[Exercise directions]
Reply with exactly the lines from the one that contains "let value = value.trim().to_ascii_lowercase();" through the last line of the records below, and with no other lines.
"""
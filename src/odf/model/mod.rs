//! Typed output model: semantic elements and their properties.

pub mod element;
pub mod property;

pub use element::{Descendants, SemanticElement};
pub use property::{Property, separate_words};
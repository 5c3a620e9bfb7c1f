//! Declarative definition catalog.
//!
//! The catalog maps raw tag names onto [`ElementKind`]s and raw attribute
//! names onto display property names. It is loaded once from a JSON
//! resource (bundled with the crate by default) and is read-only afterwards,
//! so a single instance can be shared by any number of transformations.
//!
//! # Resource format
//!
//! ```json
//! {
//!   "elements": [
//!     { "kind": "Paragraph", "tag": "text:p",
//!       "attributes": ["text:style-name"], "children": ["text:span"] }
//!   ],
//!   "attributes": [
//!     { "name": "StyleName", "attribute": "text:style-name" }
//!   ]
//! }
//! ```
//!
//! The per-element `attributes` and `children` lists are advisory metadata.
//! They are exposed to callers but never enforced during transformation.

pub mod kind;

pub use kind::ElementKind;

use crate::common::{Error, Result};
use crate::odf::constants::is_text_tag;
use log::debug;
use once_cell::sync::OnceCell;
use serde::{Deserialize, Serialize};
use std::path::Path;

/// The definition resource shipped with the crate.
const BUNDLED_DEFINITIONS: &str = include_str!("../../../resources/definitions.json");

static SHARED: OnceCell<Catalog> = OnceCell::new();

/// Catalog entry describing one element kind.
#[derive(Debug, Clone, PartialEq, Eq, Serialize, Deserialize)]
pub struct ElementDefinition {
    /// Semantic kind name, parsed case-insensitively into [`ElementKind`].
    pub kind: String,
    /// Raw tag name matched exactly.
    pub tag: String,
    /// Raw attribute names the element may carry.
    #[serde(default, skip_serializing_if = "Vec::is_empty")]
    pub attributes: Vec<String>,
    /// Raw tag names of permitted children.
    #[serde(default, skip_serializing_if = "Vec::is_empty")]
    pub children: Vec<String>,
}

impl ElementDefinition {
    /// The parsed kind, or `Unrecognized` when the name is not a known kind.
    pub fn element_kind(&self) -> ElementKind {
        ElementKind::from_name(&self.kind).unwrap_or_default()
    }

    /// Whether the attribute is listed as permitted.
    pub fn permits_attribute(&self, attribute: &str) -> bool {
        self.attributes.iter().any(|a| a == attribute)
    }

    /// Whether the child tag is listed as permitted.
    pub fn permits_child(&self, tag: &str) -> bool {
        self.children.iter().any(|c| c == tag)
    }
}

/// Catalog entry mapping a raw attribute name to a display name.
#[derive(Debug, Clone, PartialEq, Eq, Serialize, Deserialize)]
pub struct AttributeDefinition {
    /// Semantic property display name.
    pub name: String,
    /// Raw attribute name matched exactly.
    pub attribute: String,
}

/// Immutable tag and attribute mapping tables.
#[derive(Debug, Clone, Default, PartialEq, Eq, Serialize, Deserialize)]
pub struct Catalog {
    #[serde(default)]
    elements: Vec<ElementDefinition>,
    #[serde(default)]
    attributes: Vec<AttributeDefinition>,
}

impl Catalog {
    /// Load the bundled definition resource.
    ///
    /// # Errors
    ///
    /// Returns `Error::Configuration` if the resource does not parse.
    pub fn load() -> Result<Self> {
        Self::from_json(BUNDLED_DEFINITIONS)
    }

    /// Process-wide bundled catalog, loaded on first access.
    pub fn shared() -> Result<&'static Catalog> {
        SHARED.get_or_try_init(Self::load)
    }

    /// Parse a catalog from a JSON definition resource.
    ///
    /// # Errors
    ///
    /// Returns `Error::Configuration` for malformed JSON or a resource that
    /// does not follow the definition schema.
    pub fn from_json(json: &str) -> Result<Self> {
        let catalog: Catalog = serde_json::from_str(json)
            .map_err(|e| Error::Configuration(format!("Malformed definition resource: {}", e)))?;
        debug!(
            "Loaded definition catalog: {} elements, {} attributes",
            catalog.elements.len(),
            catalog.attributes.len()
        );
        Ok(catalog)
    }

    /// Load a catalog from a JSON file on disk.
    ///
    /// # Errors
    ///
    /// Returns `Error::Configuration` if the file is missing, unreadable or
    /// malformed.
    pub fn from_path<P: AsRef<Path>>(path: P) -> Result<Self> {
        let path = path.as_ref();
        let json = std::fs::read_to_string(path).map_err(|e| {
            Error::Configuration(format!(
                "Cannot read definition resource {}: {}",
                path.display(),
                e
            ))
        })?;
        Self::from_json(&json)
    }

    /// A catalog with no definitions. Every tagged node resolves to
    /// `Unrecognized` against it.
    pub fn empty() -> Self {
        Self::default()
    }

    /// Build a catalog from definition lists.
    pub fn from_definitions(
        elements: Vec<ElementDefinition>,
        attributes: Vec<AttributeDefinition>,
    ) -> Self {
        Self {
            elements,
            attributes,
        }
    }

    /// Element definitions in resource order.
    pub fn elements(&self) -> &[ElementDefinition] {
        &self.elements
    }

    /// Attribute definitions in resource order.
    pub fn attributes(&self) -> &[AttributeDefinition] {
        &self.attributes
    }

    /// First element definition whose raw tag equals `tag`.
    pub fn element(&self, tag: &str) -> Option<&ElementDefinition> {
        self.elements.iter().find(|def| def.tag == tag)
    }

    /// Resolve a raw tag name to its semantic kind.
    ///
    /// The empty tag and the text marker are always `Text`. Other tags are
    /// looked up exactly; the first matching definition wins and its kind
    /// name is parsed case-insensitively. Anything that does not resolve is
    /// `Unrecognized`.
    pub fn resolve_kind(&self, raw_tag: &str) -> ElementKind {
        if is_text_tag(raw_tag) {
            return ElementKind::Text;
        }
        self.element(raw_tag)
            .map(ElementDefinition::element_kind)
            .unwrap_or_default()
    }

    /// Display name for a raw attribute name, if the catalog maps it.
    pub fn display_name_for(&self, attribute: &str) -> Option<&str> {
        self.attributes
            .iter()
            .find(|def| def.attribute == attribute)
            .map(|def| def.name.as_str())
    }
}
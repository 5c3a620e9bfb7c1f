//! Fail-safe parsing of scalar attribute values.
//!
//! Malformed scalar attributes never abort a transformation: callers get the
//! strict [`parse_bool`] when they want to know, and [`parse_bool_or`] when
//! a default is the right answer.

use crate::common::{Error, Result};
use phf::{Set, phf_set};

/// Accepted spellings of `true`, compared ASCII case-insensitively.
static TRUE_VALUES: Set<&'static str> = phf_set! {
    "true", "yes", "on", "1",
};

/// Accepted spellings of `false`, compared ASCII case-insensitively.
static FALSE_VALUES: Set<&'static str> = phf_set! {
    "false", "no", "off", "0",
};

/// Parse a boolean attribute value.
///
/// # Examples
///
/// ```
/// # use odtree::odf::elements::attr_parser::parse_bool;
/// assert_eq!(parse_bool("true").unwrap(), true);
/// assert_eq!(parse_bool(" FALSE ").unwrap(), false);
/// assert!(parse_bool("maybe").is_err());
/// ```
pub fn parse_bool(value: &str) -> Result<bool> {
    let value = value.trim().to_ascii_lowercase();
    if TRUE_VALUES.contains(value.as_str()) {
        Ok(true)
    } else if FALSE_VALUES.contains(value.as_str()) {
        Ok(false)
    } else {
        Err(Error::InvalidFormat(format!("Invalid boolean value: {}", value)))
    }
}

/// Parse an optional boolean attribute value, returning `default` when it
/// is absent or unparseable.
#[inline]
pub fn parse_bool_or(value: Option<&str>, default: bool) -> bool {
    value.and_then(|v| parse_bool(v).ok()).unwrap_or(default)
}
"""
[Task response]
    let value = value.trim().to_ascii_lowercase();
    if TRUE_VALUES.contains(value.as_str()) {
        Ok(true)
    } else if FALSE_VALUES.contains(value.as_str()) {
        Ok(false)
    } else {
        Err(Error::InvalidFormat(format!("Invalid boolean value: {}", value)))
    }
}

/// Parse an optional boolean attribute value, returning `default` when it
/// is absent or unparseable.
#[inline]
pub fn parse_bool_or(value: Option<&str>, default: bool) -> bool {
    value.and_then(|v| parse_bool(v).ok()).unwrap_or(default)
}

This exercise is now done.